It may have passed you by in the news, but the MIDI Manufacturers Association (MMA) has recently unveiled more details about the upcoming MIDI 2.0 standard. Previously we covered the prototyping phase start of this new standard. The original Musical Instrument Digital Interface standard was revealed all the way back in August of 1983, as a cooperation between companies including Moog Music, Roland, Yamaha, Korg, Kawai and others. It was the first universal interface that allowed one to connect and control all kinds of musical instruments.
Over the years, MIDI has seen use with the composing of music, allowing instruments to be controlled by a computer system and to easily share compositions between composers. Before MIDI such kind of control was limited to a number of proprietary interfaces, with limited functionality.

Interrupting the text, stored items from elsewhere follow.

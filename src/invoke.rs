/*!
 * Fail-Fast Invocation
 *
 * Every wrapped pthread function is a call to [`invoke`]: run the primitive,
 * classify the result against the operation's declared alternate, and either
 * hand the raw code back or end the process.
 *
 * # Termination
 *
 * [`fatal`] is not an error path. It logs one `tracing` event and calls
 * [`std::process::abort`]: no unwinding, no destructors, no way to catch it.
 */

use crate::classify::{Op, Outcome};
use crate::errors::UnexpectedCode;
use libc::c_int;
use std::panic::Location;

/// Run `call` and apply the fail-fast policy of `op`
///
/// Returns `0` or the operation's expected alternate unchanged. Any other
/// result aborts the process.
#[inline]
#[track_caller]
pub fn invoke<F>(op: Op, call: F) -> c_int
where
    F: FnOnce() -> c_int,
{
    let rc = call();
    if let Outcome::Fatal(code) = op.classify(rc) {
        fatal(op, code);
    }
    rc
}

/// Report an unexpected pthread result and abort
#[cold]
#[inline(never)]
#[track_caller]
pub fn fatal(op: Op, code: c_int) -> ! {
    let error = UnexpectedCode::new(op, code);
    let caller = Location::caller();
    tracing::error!(
        operation = op.name(),
        code,
        errno = ?error.errno(),
        file = caller.file(),
        line = caller.line(),
        "{}; aborting",
        error
    );
    std::process::abort()
}

#[cfg(test)]
mod tests {
    use super::*;
    use crate::classify::Alternate;
    use std::cell::Cell;

    const TRYLOCK: Op = Op::new("pthread_mutex_trylock", Alternate::Busy);

    #[test]
    fn test_invoke_passes_success_through() {
        let calls = Cell::new(0);
        let rc = invoke(TRYLOCK, || {
            calls.set(calls.get() + 1);
            0
        });
        assert_eq!(rc, 0);
        assert_eq!(calls.get(), 1);
    }

    #[test]
    fn test_invoke_returns_expected_alternate() {
        assert_eq!(invoke(TRYLOCK, || libc::EBUSY), libc::EBUSY);
    }
}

The MMA lists the key features of MIDI 2.0 as: Bidirectional, Backwards Compatible, and the enhancing of MIDI 1.0 where possible. Using a new technology called MIDI Capability Inquiry (MIDI-CI), a MIDI 2.0 device can exchange feature profiles and more with other 2.0 devices. 1.0 is the fallback if MIDI-CI finds no new functionality. MIDI-CI-based configuration can allow 2.0 devices to automatically configure themselves for their environment.
Suffice it to say, MIDI 2.0 is a far cry from the original MIDI standard. By transforming MIDI into a more versatile, bidirectional protocol, it opens new ways in which it can be used to tie musical devices and related together. It opens the possibility of even more creative hacks, many of which were featured on Hackaday already. What will you make with MIDI 2.0?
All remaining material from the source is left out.